Phylogenomic analyses of malaria parasites and evolution of their exported proteins
- Equal contributors
1 Institute of Zoology and Zoological Museum, University of Hamburg, Martin-Luther-King-Platz 3, D-20146 Hamburg, Germany
2 Center of Integrative Bioinformatics Vienna, University of Vienna, Medical University of Vienna, University of Veterinary Medicine Vienna, Dr.-Bohrgasse 9, 1030 Vienna, Austria
3 Bernhard Nocht Institute for Tropical Medicine, Bernhard-Nocht-Str. 74, D-20359 Hamburg, Germany
Citation and License
BMC Evolutionary Biology 2011, 11:167 doi:10.1186/1471-2148-11-167Published: 15 June 2011
Plasmodium falciparum is the most malignant agent of human malaria. It belongs to the taxon Laverania, which includes other ape-infecting Plasmodium species. The origin of the Laverania is still debated. P. falciparum exports pathogenicity-related proteins into the host cell using the Plasmodium export element (PEXEL). Predictions based on the presence of a PEXEL motif suggest that more than 300 proteins are exported by P. falciparum, while there are many fewer exported proteins in non-Laverania.

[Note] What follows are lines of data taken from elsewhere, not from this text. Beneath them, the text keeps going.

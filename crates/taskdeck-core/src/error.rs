//! Error types for the taskdeck service.

use thiserror::Error;

/// A shared error type for the entire taskdeck workspace.
///
/// This provides typed, structured error variants with automatic conversion
/// from common error types via the `From` trait.
#[derive(Error, Debug, Clone)]
pub enum TaskdeckError {
    /// Malformed submission (priority out of range, empty command, ...)
    #[error("Validation error: {0}")]
    Validation(String),

    /// Entity not found error with type information
    #[error("Entity not found: {entity_type} '{id}'")]
    NotFound {
        entity_type: &'static str,
        id: String,
    },

    /// Operation not allowed in the entity's current state
    #[error("Invalid state for {entity_type} '{id}': {message}")]
    InvalidState {
        entity_type: &'static str,
        id: String,
        message: String,
    },

    /// Remote executor raised instead of reporting an outcome
    #[error("Executor error: {0}")]
    Executor(String),

    /// IO error (file system operations, child processes)
    #[error("IO error: {message}")]
    Io { message: String },

    /// Serialization/deserialization error
    #[error("Serialization error: {format} - {message}")]
    Serialization {
        format: String, // "TOML", "JSON", etc.
        message: String,
    },

    /// Configuration error
    #[error("Configuration error: {0}")]
    Config(String),

    /// Internal error (should not happen in normal operation)
    #[error("Internal error: {0}")]
    Internal(String),
}

impl TaskdeckError {
    // ============================================================================
    // Constructor helpers
    // ============================================================================

    /// Creates a Validation error
    pub fn validation(message: impl Into<String>) -> Self {
        Self::Validation(message.into())
    }

    /// Creates a NotFound error
    pub fn not_found(entity_type: &'static str, id: impl Into<String>) -> Self {
        Self::NotFound {
            entity_type,
            id: id.into(),
        }
    }

    /// Creates an InvalidState error
    pub fn invalid_state(
        entity_type: &'static str,
        id: impl Into<String>,
        message: impl Into<String>,
    ) -> Self {
        Self::InvalidState {
            entity_type,
            id: id.into(),
            message: message.into(),
        }
    }

    /// Creates an Executor error
    pub fn executor(message: impl Into<String>) -> Self {
        Self::Executor(message.into())
    }

    /// Creates a Config error
    pub fn config(message: impl Into<String>) -> Self {
        Self::Config(message.into())
    }

    /// Creates an Internal error
    pub fn internal(message: impl Into<String>) -> Self {
        Self::Internal(message.into())
    }

    // ============================================================================
    // Type checking methods
    // ============================================================================

    /// Check if this is a Validation error
    pub fn is_validation(&self) -> bool {
        matches!(self, Self::Validation(_))
    }

    /// Check if this is a NotFound error
    pub fn is_not_found(&self) -> bool {
        matches!(self, Self::NotFound { .. })
    }

    /// Check if this is an InvalidState error
    pub fn is_invalid_state(&self) -> bool {
        matches!(self, Self::InvalidState { .. })
    }

    /// Check if this is an Executor error
    pub fn is_executor(&self) -> bool {
        matches!(self, Self::Executor(_))
    }

    /// Check if this is a config error
    pub fn is_config(&self) -> bool {
        matches!(self, Self::Config(_))
    }
}

// ============================================================================
// From implementations for automatic conversion
// ============================================================================

impl From<std::io::Error> for TaskdeckError {
    fn from(err: std::io::Error) -> Self {
        Self::Io {
            message: format!("{} (kind: {:?})", err, err.kind()),
        }
    }
}

impl From<serde_json::Error> for TaskdeckError {
    fn from(err: serde_json::Error) -> Self {
        Self::Serialization {
            format: "JSON".to_string(),
            message: err.to_string(),
        }
    }
}

impl From<toml::de::Error> for TaskdeckError {
    fn from(err: toml::de::Error) -> Self {
        Self::Serialization {
            format: "TOML".to_string(),
            message: err.to_string(),
        }
    }
}

/// A type alias for `Result<T, TaskdeckError>`.
pub type Result<T> = std::result::Result<T, TaskdeckError>;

A whole-genome approach was applied to resolve the phylogeny of eight Plasmodium species and four outgroup taxa. By using 218 orthologous proteins we received unanimous support for a sister group position of Laverania and avian malaria parasites. This observation was corroborated by the analyses of 28 exported proteins with orthologs present in all Plasmodium species. Most interestingly, several deviations from the P. falciparum PEXEL motif were found to be present in the orthologous sequences of non-Laverania.
Our phylogenomic analyses strongly support the hypotheses that the Laverania have been founded by a single Plasmodium species switching from birds to African great apes or vice versa. The deviations from the canonical PEXEL motif in orthologs may explain the comparably low number of exported proteins that have been predicted in non-Laverania.